_What is being asked_.
Each entry, in full: reproduce it exactly.

Stored data entries

·····

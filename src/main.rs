//! rowspool - one-shot SQL query export
//!
//! Executes a single SQL query against a relational database and streams
//! the result set to disk as two artifacts: a JSON schema description and
//! an NDJSON records file, one JSON object per row.
//!
//! # Usage
//!
//! ```bash
//! rowspool --url postgres://localhost:5432/app \
//!     -u svc -p secret -j nightly -o /data/out \
//!     "SELECT id, name, avatar FROM users"
//! ```

use tracing::Level;

use rowspool::cli::CliInterface;
use rowspool::error::Result;
use rowspool::export::ExportJob;

/// Application entry point
#[tokio::main(flavor = "current_thread")]
async fn main() {
    // The export either runs to completion or terminates abnormally;
    // partial artifacts are left on disk for the caller to discard.
    if let Err(e) = run().await {
        eprintln!("Error: {e}");
        std::process::exit(1);
    }
}

/// Main application logic
///
/// 1. Parse command-line arguments and load configuration
/// 2. Initialize logging
/// 3. Handle subcommands (version, completion)
/// 4. Run the export job
async fn run() -> Result<()> {
    let cli = CliInterface::new()?;

    initialize_logging(&cli);

    if cli.handle_subcommand()? {
        return Ok(());
    }

    let job = ExportJob {
        url: cli.connection_url(),
        username: cli.username(),
        password: cli.args().password.clone(),
        query: cli.query()?.to_string(),
        job_id: cli.job_id(),
        out_dir: cli.args().out_dir.clone(),
        show_progress: cli.show_progress(),
    };

    let result = job.run(cli.config()).await?;

    if !cli.args().quiet {
        println!(
            "Exported {} rows ({} bytes) in {} ms",
            result.rows_exported, result.file_size_bytes, result.elapsed_ms
        );
        println!("  schema:  {}", job.schema_path().display());
        println!("  records: {}", job.records_path().display());
    }

    Ok(())
}

/// Initialize logging system based on verbosity level
///
/// # Arguments
/// * `cli` - CLI interface with verbosity settings
fn initialize_logging(cli: &CliInterface) {
    let level = if cli.args().very_verbose {
        Level::TRACE
    } else if cli.args().verbose {
        Level::DEBUG
    } else {
        cli.config().logging.level.to_tracing_level()
    };

    // Build subscriber with level filter
    let subscriber = tracing_subscriber::fmt()
        .with_max_level(level)
        .with_target(false)
        .with_writer(std::io::stderr);

    // Configure timestamps
    if cli.config().logging.timestamps {
        subscriber.init();
    } else {
        subscriber.without_time().init();
    }
}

·····

_Answer for the task_.
filename src/main.rs
//! rowspool - one-shot SQL query export
//!
//! Executes a single SQL query against a relational database and streams
//! the result set to disk as two artifacts: a JSON schema description and
//! an NDJSON records file, one JSON object per row.
//!
//! # Usage
//!
//! ```bash
//! rowspool --url postgres://localhost:5432/app \
//!     -u svc -p secret -j nightly -o /data/out \
//!     "SELECT id, name, avatar FROM users"
//! ```

use tracing::Level;

use rowspool::cli::CliInterface;
use rowspool::error::Result;
use rowspool::export::ExportJob;

/// Application entry point
#[tokio::main(flavor = "current_thread")]
async fn main() {
    // The export either runs to completion or terminates abnormally;
    // partial artifacts are left on disk for the caller to discard.
    if let Err(e) = run().await {
        eprintln!("Error: {e}");
        std::process::exit(1);
    }
}

/// Main application logic
///
/// 1. Parse command-line arguments and load configuration
/// 2. Initialize logging
/// 3. Handle subcommands (version, completion)
/// 4. Run the export job
async fn run() -> Result<()> {
    let cli = CliInterface::new()?;

    initialize_logging(&cli);

    if cli.handle_subcommand()? {
        return Ok(());
    }

    let job = ExportJob {
        url: cli.connection_url(),
        username: cli.username(),
        password: cli.args().password.clone(),
        query: cli.query()?.to_string(),
        job_id: cli.job_id(),
        out_dir: cli.args().out_dir.clone(),
        show_progress: cli.show_progress(),
    };

    let result = job.run(cli.config()).await?;

    if !cli.args().quiet {
        println!(
            "Exported {} rows ({} bytes) in {} ms",
            result.rows_exported, result.file_size_bytes, result.elapsed_ms
        );
        println!("  schema:  {}", job.schema_path().display());
        println!("  records: {}", job.records_path().display());
    }

    Ok(())
}

/// Initialize logging system based on verbosity level
///
/// # Arguments
/// * `cli` - CLI interface with verbosity settings
fn initialize_logging(cli: &CliInterface) {
    let level = if cli.args().very_verbose {
        Level::TRACE
    } else if cli.args().verbose {
        Level::DEBUG
    } else {
        cli.config().logging.level.to_tracing_level()
    };

    // Build subscriber with level filter
    let subscriber = tracing_subscriber::fmt()
        .with_max_level(level)
        .with_target(false)
        .with_writer(std::io::stderr);

    // Configure timestamps
    if cli.config().logging.timestamps {
        subscriber.init();
    } else {
        subscriber.without_time().init();
    }
}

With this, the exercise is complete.